My main gripes with the current state of music journalism is how impersonal most of it is and the lack of preparation or effort put into reviews and interviews. Also it seems that the barrier to entry / the quality of writing for glorified tumblr blogs or online magazines is at rock bottom.
Compare music journalism with game journalism for example. While the two may be dissimilar in the way we interact with them they can effect us in the same way. Every time we listen to music how we feel or what we think is usually very personal to us, it's a unique experience to every person. However looking across at an expanse of music reviews you could replace the author name with any other journalist and you wouldn't even know it. There's no personal hook, nothing "real" to latch onto. Most reviews descend into, "how many references to other / more obscure artists can I fit in to show I know what I'm talking about" Or "Let me show you how good/shit my vocabulary is by describing the track to you" in a post-radiorip-straight-to-youtube world where actually hearing the track would surely serve me better. Obviously I'm not asking for more "I listened to Burial for the first time and it made remember..." sob stories. I'm sure there are enough of those as it is, I'm just saying injecting a bit of personality into writing isn't hard but I guess people just find it exposing. However if you're worried about revealing something about yourself in such a subjective industry then, in my eyes, you're doomed to mediocrity.
Also humour is virtually non-existent, partially due to the impersonal problem. As an abstract example,
here's a review of a niche game about being a lady written by the brilliant John Walker. Stripping away the subject matter, it's the personal point of view and sarcastic humour that make it a funny engaging read about an otherwise dull subject matter. Also to note, the subject matter is clearly nothing headline grabbing, but the article was written anyway.
Covering news or releases by big artists quickly to get hits shouldn't be the priority or the thing that draws your readers to your blog, instead it should be the quality of content.
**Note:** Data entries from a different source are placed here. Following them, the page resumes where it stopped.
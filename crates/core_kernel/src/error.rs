//! Configuration error types used across the integration layer

use thiserror::Error;

use crate::identifiers::AdapterId;
use crate::ports::Capability;

/// Errors raised while loading, validating or applying adapter configuration
///
/// Fatal at startup; recoverable at runtime by submitting a corrected
/// configuration through hot reload.
#[derive(Debug, Clone, PartialEq, Error)]
pub enum ConfigError {
    #[error("Cyclic dependency between adapters: {}", join(.adapters))]
    CyclicDependency {
        adapters: Vec<AdapterId>,
    },

    #[error("Adapter '{adapter}' depends on unknown adapter '{dependency}'")]
    UnknownDependency {
        adapter: AdapterId,
        dependency: AdapterId,
    },

    #[error("Adapter '{0}' is already registered")]
    DuplicateAdapter(AdapterId),

    #[error("Adapter '{0}' is not registered")]
    UnknownAdapter(AdapterId),

    #[error("Adapter '{adapter}': unknown provider type '{provider_type}'")]
    UnknownProviderType {
        adapter: AdapterId,
        provider_type: String,
    },

    #[error("Adapter '{adapter}' declares {capability} but the provider does not implement it")]
    MissingCapability {
        adapter: AdapterId,
        capability: Capability,
    },

    #[error("Adapter '{adapter}': credentials could not be resolved: {message}")]
    Credentials {
        adapter: AdapterId,
        message: String,
    },

    #[error("Adapter '{adapter}': invalid configuration: {message}")]
    Invalid {
        adapter: AdapterId,
        message: String,
    },

    #[error("Failed to load configuration: {0}")]
    Load(String),
}

impl ConfigError {
    pub fn invalid(adapter: &AdapterId, message: impl Into<String>) -> Self {
        ConfigError::Invalid {
            adapter: adapter.clone(),
            message: message.into(),
        }
    }

    pub fn credentials(adapter: &AdapterId, message: impl Into<String>) -> Self {
        ConfigError::Credentials {
            adapter: adapter.clone(),
            message: message.into(),
        }
    }

    /// Returns true for errors about the shape of the dependency graph
    pub fn is_dependency_error(&self) -> bool {
        matches!(
            self,
            ConfigError::CyclicDependency { .. } | ConfigError::UnknownDependency { .. }
        )
    }
}

fn join(adapters: &[AdapterId]) -> String {
    adapters
        .iter()
        .map(AdapterId::as_str)
        .collect::<Vec<_>>()
        .join(" -> ")
}
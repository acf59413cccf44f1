//! Normalized, provider-agnostic entities
//!
//! Every adapter accepts and returns the integration layer's own schema.
//! Translating to and from a provider's wire format is the adapter's job.

use chrono::{DateTime, Utc};
use serde::{Deserialize, Serialize};
use serde_json::Value;
use std::collections::BTreeMap;
use std::fmt;

/// The kind of business entity carried by a sync operation
#[derive(Debug, Clone, Copy, PartialEq, Eq, PartialOrd, Ord, Hash, Serialize, Deserialize)]
#[serde(rename_all = "snake_case")]
pub enum EntityType {
    Contact,
    Deal,
    Payment,
}

impl EntityType {
    /// Returns the canonical lowercase name
    pub fn as_str(&self) -> &'static str {
        match self {
            EntityType::Contact => "contact",
            EntityType::Deal => "deal",
            EntityType::Payment => "payment",
        }
    }
}

impl fmt::Display for EntityType {
    fn fmt(&self, f: &mut fmt::Formatter<'_>) -> fmt::Result {
        f.write_str(self.as_str())
    }
}

impl std::str::FromStr for EntityType {
    type Err = String;

    fn from_str(s: &str) -> Result<Self, Self::Err> {
        match s {
            "contact" => Ok(EntityType::Contact),
            "deal" => Ok(EntityType::Deal),
            "payment" => Ok(EntityType::Payment),
            other => Err(format!("unknown entity type '{}'", other)),
        }
    }
}

/// A provider-agnostic record
///
/// `fields` uses a `BTreeMap` so iteration order, serialization and
/// field-by-field comparison are deterministic.
#[derive(Debug, Clone, Default, PartialEq, Serialize, Deserialize)]
pub struct NormalizedEntity {
    /// Identifier assigned by the provider, if the entity exists there
    #[serde(default, skip_serializing_if = "Option::is_none")]
    pub external_id: Option<String>,

    /// Normalized field values
    #[serde(default)]
    pub fields: BTreeMap<String, Value>,

    /// Provider-side last modification time
    #[serde(default, skip_serializing_if = "Option::is_none")]
    pub updated_at: Option<DateTime<Utc>>,
}

impl NormalizedEntity {
    /// Creates an empty entity
    pub fn new() -> Self {
        Self::default()
    }

    /// Adds a field value
    pub fn with_field(mut self, name: impl Into<String>, value: impl Into<Value>) -> Self {
        self.fields.insert(name.into(), value.into());
        self
    }

    /// Sets the provider-assigned id
    pub fn with_external_id(mut self, id: impl Into<String>) -> Self {
        self.external_id = Some(id.into());
        self
    }

    /// Sets the provider-side modification time
    pub fn with_updated_at(mut self, at: DateTime<Utc>) -> Self {
        self.updated_at = Some(at);
        self
    }

    /// Returns a field value
    pub fn field(&self, name: &str) -> Option<&Value> {
        self.fields.get(name)
    }

    /// Returns a field as a string slice if it is a JSON string
    pub fn str_field(&self, name: &str) -> Option<&str> {
        self.fields.get(name).and_then(Value::as_str)
    }
}
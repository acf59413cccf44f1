//! Domain Resilience - Fault tolerance for provider adapters
//!
//! This crate keeps one misbehaving provider from dragging down the rest:
//! - Per-adapter circuit breakers over a sliding window of call outcomes
//! - Transition events broadcast to observers
//! - A health monitor that probes adapters on a schedule and raises
//!   degradation alerts to a pluggable sink

pub mod circuit_breaker;
pub mod window;
pub mod events;
pub mod health;
pub mod alert;
pub mod monitor;
pub mod error;

pub use circuit_breaker::{BreakerSnapshot, CallPermit, CircuitBreaker, CircuitBreakerConfig, CircuitState};
pub use window::SlidingWindow;
pub use events::{BreakerEvent, BreakerEvents};
pub use health::{HealthHistory, HealthRecord};
pub use alert::{AdapterDegraded, AlertSink, Severity, TracingAlertSink};
pub use monitor::{
    AdapterMetrics, HealthMonitor, HealthMonitorConfig, HealthReport, ProbeTarget,
    ProbeTargetSource,
};
pub use error::{BreakerError, CircuitOpenError, MonitorError};
//! Core Kernel - Foundational types for the integration layer
//!
//! This crate provides the building blocks shared by every other crate:
//! - Identifiers for adapters and sync operations
//! - The normalized, provider-agnostic entity model
//! - The capability-oriented provider adapter contract and its error taxonomy
//! - Configuration errors

pub mod identifiers;
pub mod entity;
pub mod ports;
pub mod error;

pub use identifiers::{AdapterId, AlertId, OperationId};
pub use entity::{EntityType, NormalizedEntity};
pub use ports::{
    dispatch, AdapterError, AdapterErrorKind, AdapterHealth, Capability, ContactSync, DealSync,
    OperationMetadata, PaymentCharge, ProviderAdapter, WebhookAck,
};
pub use error::ConfigError;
Journalism should go hand in hand with investigation but, as discussed some time ago whilst I was but a lurker on this forum, due the culture of press-releases and promotion journalists just have to open their email in the morning and transform any number of the press releases into an "article" with very little effort.
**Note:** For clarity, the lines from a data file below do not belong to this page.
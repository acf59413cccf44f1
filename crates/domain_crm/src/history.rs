//! Sync history
//!
//! Append-only log of sync reports, queryable by operation id or by
//! completion time. Every append writes one whole report; concurrent appends
//! never interleave.

use std::collections::HashMap;
use std::sync::Arc;

use async_trait::async_trait;
use chrono::{DateTime, Utc};
use tokio::sync::RwLock;

use core_kernel::OperationId;

use crate::error::HistoryError;
use crate::report::SyncReport;

/// Storage for sync reports
#[async_trait]
pub trait SyncHistory: Send + Sync {
    /// Appends a report; a second report with the same operation id is rejected
    async fn append(&self, report: &SyncReport) -> Result<(), HistoryError>;

    /// Looks a report up by its operation id
    async fn get(&self, operation_id: OperationId) -> Result<Option<SyncReport>, HistoryError>;

    /// Reports completed in `[from, to)`, oldest first
    async fn range(
        &self,
        from: DateTime<Utc>,
        to: DateTime<Utc>,
    ) -> Result<Vec<SyncReport>, HistoryError>;
}

/// In-process history, for tests and single-node deployments
///
/// Reports are kept in append order with an operation id index over the
/// same entries, so duplicate checks and lookups do not scan the log.
#[derive(Debug, Default)]
pub struct InMemorySyncHistory {
    inner: RwLock<HistoryLog>,
}

#[derive(Debug, Default)]
struct HistoryLog {
    reports: Vec<Arc<SyncReport>>,
    by_id: HashMap<OperationId, Arc<SyncReport>>,
}

impl InMemorySyncHistory {
    pub fn new() -> Self {
        Self::default()
    }

    pub async fn len(&self) -> usize {
        self.inner.read().await.reports.len()
    }

    pub async fn is_empty(&self) -> bool {
        self.inner.read().await.reports.is_empty()
    }

    /// Every report in append order
    pub async fn all(&self) -> Vec<SyncReport> {
        self.inner
            .read()
            .await
            .reports
            .iter()
            .map(|r| r.as_ref().clone())
            .collect()
    }
}

#[async_trait]
impl SyncHistory for InMemorySyncHistory {
    async fn append(&self, report: &SyncReport) -> Result<(), HistoryError> {
        let mut log = self.inner.write().await;
        if log.by_id.contains_key(&report.operation_id) {
            return Err(HistoryError::Duplicate(report.operation_id));
        }
        let entry = Arc::new(report.clone());
        log.by_id.insert(entry.operation_id, entry.clone());
        log.reports.push(entry);
        Ok(())
    }

    async fn get(&self, operation_id: OperationId) -> Result<Option<SyncReport>, HistoryError> {
        let log = self.inner.read().await;
        Ok(log.by_id.get(&operation_id).map(|r| r.as_ref().clone()))
    }

    async fn range(
        &self,
        from: DateTime<Utc>,
        to: DateTime<Utc>,
    ) -> Result<Vec<SyncReport>, HistoryError> {
        let log = self.inner.read().await;
        let mut matching: Vec<SyncReport> = log
            .reports
            .iter()
            .filter(|r| r.completed_at >= from && r.completed_at < to)
            .map(|r| r.as_ref().clone())
            .collect();
        matching.sort_by_key(|r| r.completed_at);
        Ok(matching)
    }
}
//! Gateway configuration
//!
//! Layered with the `config` crate: an optional `integration.{toml,json,yaml}`
//! file, then `INTEGRATION__*` environment variables, e.g.
//! `INTEGRATION__PORT=9090` or `INTEGRATION__CRM__STRATEGY=newest_wins`.

use serde::Deserialize;
use validator::Validate;

use domain_crm::CrmSettings;
use domain_registry::{AdapterDescriptor, RegistryConfig};
use domain_resilience::HealthMonitorConfig;

/// Log output format
#[derive(Debug, Clone, Copy, Default, PartialEq, Eq, Deserialize)]
#[serde(rename_all = "snake_case")]
pub enum LogFormat {
    #[default]
    Text,
    Json,
}

/// Gateway configuration
#[derive(Debug, Clone, Deserialize, Validate)]
#[serde(default)]
pub struct GatewayConfig {
    pub host: String,
    pub port: u16,
    /// Used when `RUST_LOG` is not set
    pub log_level: String,
    pub log_format: LogFormat,
    /// When set, sync history and adapter descriptors live in PostgreSQL
    pub database_url: Option<String>,
    /// Prepended to every `credentials_ref` before the environment lookup
    pub secrets_prefix: Option<String>,
    #[validate(nested)]
    pub monitor: HealthMonitorConfig,
    #[validate(nested)]
    pub crm: CrmSettings,
    /// Adapters from the config file; ignored when the database holds a configuration
    pub adapters: Vec<AdapterDescriptor>,
}

impl Default for GatewayConfig {
    fn default() -> Self {
        Self {
            host: "0.0.0.0".to_string(),
            port: 8080,
            log_level: "info".to_string(),
            log_format: LogFormat::Text,
            database_url: None,
            secrets_prefix: None,
            monitor: HealthMonitorConfig::default(),
            crm: CrmSettings::default(),
            adapters: Vec::new(),
        }
    }
}

impl GatewayConfig {
    /// Loads configuration from `file` (without extension) and the environment
    pub fn load(file: &str) -> Result<Self, config::ConfigError> {
        let config: Self = config::Config::builder()
            .add_source(config::File::with_name(file).required(false))
            .add_source(
                config::Environment::with_prefix("INTEGRATION")
                    .prefix_separator("__")
                    .separator("__"),
            )
            .build()?
            .try_deserialize()?;

        config
            .validate()
            .map_err(|errors| config::ConfigError::Message(errors.to_string()))?;
        Ok(config)
    }

    /// Returns the server address
    pub fn server_addr(&self) -> String {
        format!("{}:{}", self.host, self.port)
    }

    /// The adapter configuration declared in the file
    pub fn registry_config(&self) -> RegistryConfig {
        RegistryConfig::new(self.adapters.clone())
    }
}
One of the simplest form of investigation is the interview yet as we've already seen it can be done so badly that it will deliver bland, uninteresting results that could potential lead to both parties looking like
Elijah in a chair idiots.
Here is, what I believe is, one of the best interviews in recent memory. It starts off with the standard motive of trying to promote an album before release but naturally becomes something more and steers its way around other revealing topics that rightful lead to every other blog linking to it. This didn't even seem that difficult, its not even like the interviewer displayed any sign of in-depth background investigation before the interview, but its done well.
(Obviously the Blackdown interviews go without saying as great bits of reading)
If I can find out the information retrieved from an interview from another done 6 months back what is the point? Original, subject specific questions aren't hard to conjure if the research is done properly. A great example of this within the realm of music journalism is Nardwar.
Very well researched, unique style, gets great answers from everyone he interviews and certainly nothing you'll find anywhere else.